AVAILABLE DATA:
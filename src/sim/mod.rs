//! Deterministic simulation module
//!
//! All gameplay logic lives here. This module must be pure and deterministic:
//! - Fixed timestep only (one call to `tick` = one frame)
//! - Seeded RNG only, owned by `GameState`
//! - Stable iteration order (spawn order)
//! - No pixel or platform dependencies; drawing goes through `DrawList`

pub mod animals;
pub mod collision;
pub mod followers;
pub mod pipes;
pub mod player;
pub mod snow;
pub mod state;
pub mod tick;

pub use animals::{AnimalKind, GroundAnimal, GroundAnimals};
pub use collision::{Bounds, CollisionMasks, Hitmask, PixelRect, get_hitmask, pixel_collision};
pub use followers::{FollowerState, History, LeaderSample, TrailingFollowers, baby_size};
pub use pipes::{Pipe, PipeKind, PipeManager, PipePair};
pub use player::Player;
pub use snow::{SNOW_COLOR, Snowflake, SnowfallEffect};
pub use state::{CrashKind, GameEvent, GamePhase, GameState};
pub use tick::{TickInput, autopilot_wants_flap, tick};
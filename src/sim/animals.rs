//! Ground animals patrolling along the base strip
//!
//! Purely decorative: they never take part in collision checks.

use glam::{UVec2, Vec2};
use rand::Rng;
use serde::{Deserialize, Serialize};

use crate::assets::SpriteId;
use crate::consts::{ANIMAL_SCALE_DIVISOR, ANIMAL_WRAP_MARGIN};
use crate::renderer::{DrawList, SpriteSizes};

/// Animal body type, fixes elevation and speed
#[derive(Debug, Clone, Copy, PartialEq, Eq, Hash, Serialize, Deserialize)]
pub enum AnimalKind {
    Fat,
    Normal,
    Tall,
}

impl AnimalKind {
    /// Spawn order, repeated round-robin
    pub const ALL: [AnimalKind; 3] = [AnimalKind::Fat, AnimalKind::Normal, AnimalKind::Tall];

    /// Pixels above the ground line
    pub fn ground_offset(&self) -> f32 {
        match self {
            AnimalKind::Fat => 20.0,
            AnimalKind::Normal => 15.0,
            AnimalKind::Tall => 25.0,
        }
    }

    /// Pixels per frame
    pub fn speed(&self) -> f32 {
        match self {
            AnimalKind::Fat => 0.5,
            AnimalKind::Normal => 1.0,
            AnimalKind::Tall => 2.0,
        }
    }

    pub fn as_str(&self) -> &'static str {
        match self {
            AnimalKind::Fat => "fat",
            AnimalKind::Normal => "normal",
            AnimalKind::Tall => "tall",
        }
    }
}

/// A single ground animal
#[derive(Debug, Clone, PartialEq)]
pub struct GroundAnimal {
    pub pos: Vec2,
    speed: f32,
    /// +1 moving right, -1 moving left
    pub direction: f32,
    kind: AnimalKind,
}

impl GroundAnimal {
    pub fn new(kind: AnimalKind, x: f32, ground_y: f32) -> Self {
        Self {
            pos: Vec2::new(x, ground_y - kind.ground_offset()),
            speed: kind.speed(),
            direction: 1.0,
            kind,
        }
    }

    pub fn kind(&self) -> AnimalKind {
        self.kind
    }

    pub fn speed(&self) -> f32 {
        self.speed
    }
}

/// All animals walking the ground strip
#[derive(Debug, Clone)]
pub struct GroundAnimals {
    animals: Vec<GroundAnimal>,
    screen_width: f32,
    ground_y: f32,
}

impl GroundAnimals {
    pub fn new(screen_width: f32, ground_y: f32) -> Self {
        Self {
            animals: Vec::new(),
            screen_width,
            ground_y,
        }
    }

    /// Add `count` animals cycling fat, normal, tall at random x positions
    pub fn spawn<R: Rng>(&mut self, count: usize, rng: &mut R) {
        let width = (self.screen_width as i32).max(1);
        for kind in AnimalKind::ALL.iter().cycle().take(count) {
            let x = rng.random_range(0..width) as f32;
            self.animals.push(GroundAnimal::new(*kind, x, self.ground_y));
        }
        log::debug!("Spawned {} ground animals", count);
    }

    /// Walk every animal one frame, wrapping at the screen margins
    ///
    /// Only the left wrap turns an animal around; the right wrap sends it
    /// back to the left margin still heading right.
    pub fn update(&mut self) {
        let right_bound = self.screen_width + ANIMAL_WRAP_MARGIN;
        for animal in &mut self.animals {
            animal.pos.x += animal.speed * animal.direction;

            if animal.pos.x < -ANIMAL_WRAP_MARGIN {
                animal.pos.x = right_bound;
                animal.direction = -1.0;
            } else if animal.pos.x > right_bound {
                animal.pos.x = -ANIMAL_WRAP_MARGIN;
                animal.direction = 1.0;
            }
        }
    }

    pub fn animals(&self) -> &[GroundAnimal] {
        &self.animals
    }

    pub fn animals_mut(&mut self) -> &mut [GroundAnimal] {
        &mut self.animals
    }

    pub fn clear(&mut self) {
        self.animals.clear();
    }

    /// Queue each animal's sprite shrunk 5x, centred on its position
    pub fn draw(&self, sizes: &SpriteSizes, list: &mut DrawList) {
        for animal in &self.animals {
            let sprite = SpriteId::Animal(animal.kind);
            let full = sizes.get(sprite);
            let size = UVec2::new(full.x / ANIMAL_SCALE_DIVISOR, full.y / ANIMAL_SCALE_DIVISOR);
            let center = Vec2::new(animal.pos.x.trunc(), animal.pos.y.trunc());
            list.sprite(sprite, center, size, 0.0);
        }
    }
}

#[cfg(test)]
mod tests {
    use super::*;
    use crate::consts::{GROUND_Y, SCREEN_WIDTH};
    use crate::renderer::DrawCommand;
    use rand::SeedableRng;
    use rand_pcg::Pcg32;

    fn single(kind: AnimalKind, x: f32, direction: f32) -> GroundAnimals {
        let mut animals = GroundAnimals::new(SCREEN_WIDTH, GROUND_Y);
        let mut animal = GroundAnimal::new(kind, x, GROUND_Y);
        animal.direction = direction;
        animals.animals.push(animal);
        animals
    }

    #[test]
    fn test_spawn_cycles_kinds() {
        let mut animals = GroundAnimals::new(SCREEN_WIDTH, GROUND_Y);
        animals.spawn(5, &mut Pcg32::seed_from_u64(1));

        let kinds: Vec<_> = animals.animals().iter().map(|a| a.kind()).collect();
        assert_eq!(
            kinds,
            vec![
                AnimalKind::Fat,
                AnimalKind::Normal,
                AnimalKind::Tall,
                AnimalKind::Fat,
                AnimalKind::Normal
            ]
        );
        for animal in animals.animals() {
            assert!(animal.pos.x >= 0.0 && animal.pos.x < SCREEN_WIDTH);
            assert_eq!(animal.pos.x.fract(), 0.0);
            assert_eq!(animal.direction, 1.0);
            assert_eq!(animal.pos.y, GROUND_Y - animal.kind().ground_offset());
            assert_eq!(animal.speed(), animal.kind().speed());
        }
    }

    #[test]
    fn test_spawn_is_deterministic_per_seed() {
        let mut a = GroundAnimals::new(SCREEN_WIDTH, GROUND_Y);
        let mut b = GroundAnimals::new(SCREEN_WIDTH, GROUND_Y);
        a.spawn(3, &mut Pcg32::seed_from_u64(42));
        b.spawn(3, &mut Pcg32::seed_from_u64(42));
        assert_eq!(a.animals(), b.animals());
    }

    #[test]
    fn test_kind_parameters() {
        assert_eq!(AnimalKind::Fat.ground_offset(), 20.0);
        assert_eq!(AnimalKind::Normal.ground_offset(), 15.0);
        assert_eq!(AnimalKind::Tall.ground_offset(), 25.0);
        assert_eq!(AnimalKind::Fat.speed(), 0.5);
        assert_eq!(AnimalKind::Normal.speed(), 1.0);
        assert_eq!(AnimalKind::Tall.speed(), 2.0);
    }

    #[test]
    fn test_moves_by_speed() {
        let mut animals = single(AnimalKind::Tall, 100.0, 1.0);
        animals.update();
        assert_eq!(animals.animals()[0].pos.x, 102.0);

        let mut animals = single(AnimalKind::Normal, 100.0, -1.0);
        animals.update();
        assert_eq!(animals.animals()[0].pos.x, 99.0);
    }

    #[test]
    fn test_left_wrap_turns_around() {
        let mut animals = single(AnimalKind::Fat, -21.0, 1.0);
        animals.update();
        let animal = &animals.animals()[0];
        assert_eq!(animal.pos.x, SCREEN_WIDTH + 20.0);
        assert_eq!(animal.direction, -1.0);
    }

    #[test]
    fn test_right_wrap_resets_heading_right() {
        let mut animals = single(AnimalKind::Fat, SCREEN_WIDTH + 21.0, -1.0);
        animals.update();
        let animal = &animals.animals()[0];
        assert_eq!(animal.pos.x, -20.0);
        assert_eq!(animal.direction, 1.0);
    }

    #[test]
    fn test_rightward_animal_never_reverses() {
        // Animals spawned heading right only ever take the right-bound wrap
        let mut animals = single(AnimalKind::Tall, 0.0, 1.0);
        for _ in 0..1_000 {
            animals.update();
            assert_eq!(animals.animals()[0].direction, 1.0);
        }
    }

    #[test]
    fn test_draw_shrinks_sprite() {
        let mut animals = single(AnimalKind::Normal, 10.7, 1.0);
        animals.animals_mut()[0].pos.y = 380.9;
        let sizes = SpriteSizes::nominal().with(SpriteId::Animal(AnimalKind::Normal), UVec2::new(104, 98));
        let mut list = DrawList::new();
        animals.draw(&sizes, &mut list);

        match list.commands()[0] {
            DrawCommand::Sprite { center, size, .. } => {
                assert_eq!(size, UVec2::new(20, 19));
                assert_eq!(center, Vec2::new(10.0, 380.0));
            }
            ref other => panic!("unexpected command {other:?}"),
        }
    }
}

EXERCISE AIM: Please state how many lines in the records above hold the word "Serialize", giving only the number.

EXERCISE RESPONSE: 2